Appellate procedure is the discipline of preserving and presenting error. A trial lawyer who fails to object at the right moment, or a litigant who misses the notice of appeal deadline by a single day, can lose the right to any review at all. FRAP's strict deadlines and preservation requirements are not technicalities — they are the mechanism by which courts manage their dockets and enforce the finality of judgments.
Legal Authority
- 28 U.S.C. § 2072 — Rules Enabling Act: authorizes the Supreme Court to prescribe general rules of practice and procedure for federal courts; procedural rules promulgated under this authority take effect unless Congress acts to reject them within 180 days
- 28 U.S.C. § 1291 — Final judgment rule: courts of appeals have jurisdiction over appeals from final decisions of federal district courts; the final judgment requirement is the foundational appellate jurisdiction rule that FRAP implements
- 28 U.S.C. § 1292 — Interlocutory appeals: authorizes appeals from interlocutory orders (injunctions, certified questions of law) before final judgment; FRAP Rule 5 governs the petition for permission to appeal under § 1292(b)

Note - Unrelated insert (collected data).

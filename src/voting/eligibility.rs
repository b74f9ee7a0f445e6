//! Eligibility: may this person vote in this election right now?
//!
//! Everything in this module is advisory when called ahead of a cast. The only
//! authoritative double-vote check is the atomic insert in [`Storage::record_vote`].

use crate::error::{Error, Result, VoteError};
use crate::model::{
    api::lookup::{GroupLookup, OtherSlotVote, PersonLookup, PriorVote},
    common::{
        claim::VoterClaim,
        election::{ElectionId, PersonId},
    },
    db::{
        election::Election,
        roster::{Group, Person},
    },
    store::Storage,
};

/// Load an election that is currently accepting votes.
pub async fn active_election(db: &dyn Storage, id: ElectionId) -> Result<Election> {
    let election = db
        .election(id)
        .await?
        .ok_or(VoteError::ElectionNotFound(id))?;
    if !election.state.accepts_votes() {
        return Err(VoteError::ElectionNotActive(id, election.state).into());
    }
    Ok(election)
}

/// Resolve the claimed person, checking group membership if the claim names a group.
/// Returns the person and their group, if one was claimed.
pub async fn identify_person(
    db: &dyn Storage,
    claim: &VoterClaim,
) -> Result<(Person, Option<Group>)> {
    let group = match claim.group_number.as_deref() {
        Some(number) => Some(
            db.group_by_number(number)
                .await?
                .ok_or_else(|| VoteError::GroupNotFound(number.to_string()))?,
        ),
        None => None,
    };

    let not_in_group = || VoteError::PersonNotInGroup {
        document: claim.document_number.clone(),
        group: claim.group_number.clone(),
    };
    let person = db
        .person_by_document(&claim.document_number)
        .await?
        .ok_or_else(not_in_group)?;
    if let Some(group) = &group {
        if person.group_id != Some(group.id) {
            return Err(not_in_group().into());
        }
    }
    Ok((person, group))
}

/// Fail if the person already has a vote in this election or any of its siblings.
pub async fn check_not_voted(db: &dyn Storage, election: &Election, person: PersonId) -> Result<()> {
    match db.participation(&election.sibling_key, person).await? {
        Some(prior) => Err(prior.conflict_for(election.id).into()),
        None => Ok(()),
    }
}

/// Run every eligibility check in order, returning the claim with the person resolved.
pub async fn validate(
    db: &dyn Storage,
    mut claim: VoterClaim,
    election: &Election,
) -> Result<VoterClaim> {
    let (person, group) = identify_person(db, &claim).await?;
    check_not_voted(db, election, person.id).await?;

    claim.person_id = Some(person.id);
    if claim.display_name.is_none() {
        claim.display_name = Some(person.name);
    }
    if claim.program.is_none() {
        claim.program = group.map(|g| g.program);
    }
    Ok(claim)
}

/// Does the group exist?
pub async fn lookup_group(db: &dyn Storage, number: &str) -> Result<GroupLookup> {
    let group = db.group_by_number(number.trim()).await?;
    Ok(GroupLookup {
        exists: group.is_some(),
        group: group.map(Into::into),
    })
}

/// Does the document belong to someone in the group?
pub async fn lookup_person_in_group(
    db: &dyn Storage,
    number: &str,
    document: &str,
) -> Result<PersonLookup> {
    let group = db.group_by_number(number.trim()).await?;
    let person = match group {
        Some(group) => db
            .person_by_document(document.trim())
            .await?
            .filter(|p| p.group_id == Some(group.id)),
        None => None,
    };
    Ok(PersonLookup {
        exists: person.is_some(),
        person: person.map(Into::into),
    })
}

/// The participation of `document` in the sibling set of election `id`, if any.
async fn participation(
    db: &dyn Storage,
    document: &str,
    id: ElectionId,
) -> Result<Option<crate::model::db::vote::Participation>> {
    let election = db
        .election(id)
        .await?
        .ok_or_else(|| Error::from(VoteError::ElectionNotFound(id)))?;
    match db.person_by_document(document.trim()).await? {
        Some(person) => db.participation(&election.sibling_key, person.id).await,
        None => Ok(None),
    }
}

/// Has the document already voted in this exact election?
pub async fn prior_vote(db: &dyn Storage, document: &str, id: ElectionId) -> Result<PriorVote> {
    let prior = participation(db, document, id)
        .await?
        .filter(|p| p.election_id == id);
    Ok(PriorVote {
        has_voted: prior.is_some(),
        voted_at: prior.map(|p| p.cast_at),
    })
}

/// Has the document already voted in a sibling of this election?
pub async fn other_slot_vote(
    db: &dyn Storage,
    document: &str,
    id: ElectionId,
) -> Result<OtherSlotVote> {
    let prior = participation(db, document, id)
        .await?
        .filter(|p| p.election_id != id);
    Ok(OtherSlotVote {
        has_voted_in_other_slot: prior.is_some(),
        slot: prior.and_then(|p| p.slot),
    })
}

- 28 U.S.C. § 2107 — Notice of appeal deadlines: sets the 30-day deadline (60 days when the United States is a party) for filing a notice of appeal in a civil case; FRAP Rule 4 implements this jurisdictional deadline
Key Mechanics
Federal appellate procedure begins with the notice of appeal — a short document filed in the district court within 30 days of the final judgment (or 60 days when the government is a party). Missing this deadline is fatal to the appeal; courts of appeals have no authority to extend it. Once the notice is filed, the record is transmitted to the circuit court, and the briefing schedule begins: appellant's opening brief (typically 30 days after the record is filed), appellee's response (30 days after), and optional reply brief (21 days after). The court then decides the case on the papers, with oral argument granted selectively — most federal circuits grant oral argument in fewer than 30% of cases. The standard of review is the appellate court's most important analytical tool: de novo review for questions of law (the court decides independently), clear error for factual findings, and abuse of discretion for rulings within the trial court's discretion. Getting the standard wrong is one of the most common brief-writing errors.
Overview
| Parameter | Value |
|---|---|
| Full name | Federal Rules of Appellate Procedure |
| Abbreviated | FRAP |
| Authority | 28 U.S.C. § 2072 (Rules Enabling Act) |
| Promulgated by | Judicial Conference → Supreme Court → subject to Congressional veto |
| Total rules | 48 (Rules 1–48) |
| Effective date | July 1, 1968 |
| Last major revision | 2019 (word limits); 2024 (pending amendments) |
| Applies to | All 13 U.S. Courts of Appeals |
| Does not apply | Supreme Court appeals (governed by SCOTUS Rules); Tax Court (TRAP governs) |
The Circuit Structure
FRAP governs appeals to the thirteen federal circuits:
- 12 regional circuits — First through Eleventh Circuits plus the D.C. Circuit. Each has jurisdiction over appeals from district courts in its geographic region. The D.C. Circuit hears a disproportionate share of administrative law and federal agency cases.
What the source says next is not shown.